(Stored items)
[Start of section]

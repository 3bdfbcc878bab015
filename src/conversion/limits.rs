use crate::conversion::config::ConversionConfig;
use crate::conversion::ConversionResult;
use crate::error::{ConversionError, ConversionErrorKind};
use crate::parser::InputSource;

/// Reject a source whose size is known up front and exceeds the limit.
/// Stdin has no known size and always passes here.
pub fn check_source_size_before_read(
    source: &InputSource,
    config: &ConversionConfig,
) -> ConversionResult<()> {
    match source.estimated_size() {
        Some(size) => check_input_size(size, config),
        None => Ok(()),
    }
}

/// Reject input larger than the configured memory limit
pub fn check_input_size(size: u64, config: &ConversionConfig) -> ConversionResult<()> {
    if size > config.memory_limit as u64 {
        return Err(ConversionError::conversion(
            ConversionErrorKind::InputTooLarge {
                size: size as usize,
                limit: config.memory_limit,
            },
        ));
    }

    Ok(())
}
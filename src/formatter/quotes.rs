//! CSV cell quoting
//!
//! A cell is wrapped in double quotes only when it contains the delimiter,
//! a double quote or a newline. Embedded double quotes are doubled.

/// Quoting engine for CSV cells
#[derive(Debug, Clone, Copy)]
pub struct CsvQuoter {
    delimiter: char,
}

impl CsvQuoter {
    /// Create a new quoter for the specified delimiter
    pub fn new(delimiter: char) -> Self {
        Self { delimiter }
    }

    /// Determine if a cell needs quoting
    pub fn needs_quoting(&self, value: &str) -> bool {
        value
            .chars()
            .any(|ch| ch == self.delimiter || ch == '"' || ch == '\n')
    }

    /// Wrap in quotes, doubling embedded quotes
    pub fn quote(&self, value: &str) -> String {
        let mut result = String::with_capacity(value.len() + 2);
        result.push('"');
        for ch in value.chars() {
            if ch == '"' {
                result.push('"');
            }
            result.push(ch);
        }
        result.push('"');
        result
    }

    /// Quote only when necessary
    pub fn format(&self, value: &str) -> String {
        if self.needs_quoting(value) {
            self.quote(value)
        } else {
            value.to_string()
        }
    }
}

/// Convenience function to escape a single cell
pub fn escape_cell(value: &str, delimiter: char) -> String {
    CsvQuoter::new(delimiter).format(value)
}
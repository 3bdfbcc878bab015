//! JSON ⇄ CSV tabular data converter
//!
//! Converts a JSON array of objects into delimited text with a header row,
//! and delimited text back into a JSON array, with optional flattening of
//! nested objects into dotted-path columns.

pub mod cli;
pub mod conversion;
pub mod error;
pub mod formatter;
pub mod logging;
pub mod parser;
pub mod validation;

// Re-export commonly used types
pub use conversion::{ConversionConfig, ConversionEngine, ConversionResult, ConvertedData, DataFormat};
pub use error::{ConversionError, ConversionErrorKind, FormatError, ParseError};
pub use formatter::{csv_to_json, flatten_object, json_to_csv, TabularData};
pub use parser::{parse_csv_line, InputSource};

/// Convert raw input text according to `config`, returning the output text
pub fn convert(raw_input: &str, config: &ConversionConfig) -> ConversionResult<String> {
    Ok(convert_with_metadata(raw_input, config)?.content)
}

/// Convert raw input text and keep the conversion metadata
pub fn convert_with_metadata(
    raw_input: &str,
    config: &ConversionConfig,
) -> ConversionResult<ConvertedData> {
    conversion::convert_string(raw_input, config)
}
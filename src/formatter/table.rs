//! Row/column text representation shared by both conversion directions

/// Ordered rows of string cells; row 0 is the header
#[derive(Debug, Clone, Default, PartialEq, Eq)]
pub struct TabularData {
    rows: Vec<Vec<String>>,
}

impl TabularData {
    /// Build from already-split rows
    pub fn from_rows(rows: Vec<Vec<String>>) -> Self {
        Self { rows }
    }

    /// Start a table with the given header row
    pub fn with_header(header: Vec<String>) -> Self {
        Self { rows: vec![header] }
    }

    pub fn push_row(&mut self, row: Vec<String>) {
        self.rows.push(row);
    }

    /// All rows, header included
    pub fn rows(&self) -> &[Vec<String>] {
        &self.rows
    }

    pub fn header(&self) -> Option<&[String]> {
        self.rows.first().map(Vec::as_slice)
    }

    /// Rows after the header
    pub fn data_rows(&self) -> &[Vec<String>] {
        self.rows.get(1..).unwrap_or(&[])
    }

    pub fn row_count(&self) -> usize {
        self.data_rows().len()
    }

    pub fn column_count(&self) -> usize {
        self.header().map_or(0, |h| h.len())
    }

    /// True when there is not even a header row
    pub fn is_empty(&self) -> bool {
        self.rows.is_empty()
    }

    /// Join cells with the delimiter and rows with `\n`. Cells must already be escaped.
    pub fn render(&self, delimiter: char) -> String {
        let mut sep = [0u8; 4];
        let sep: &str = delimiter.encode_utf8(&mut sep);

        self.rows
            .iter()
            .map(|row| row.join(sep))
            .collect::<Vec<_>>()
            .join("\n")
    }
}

[End of section]

In the entries above, tally the lines that include the string "into". Give the figure only.

3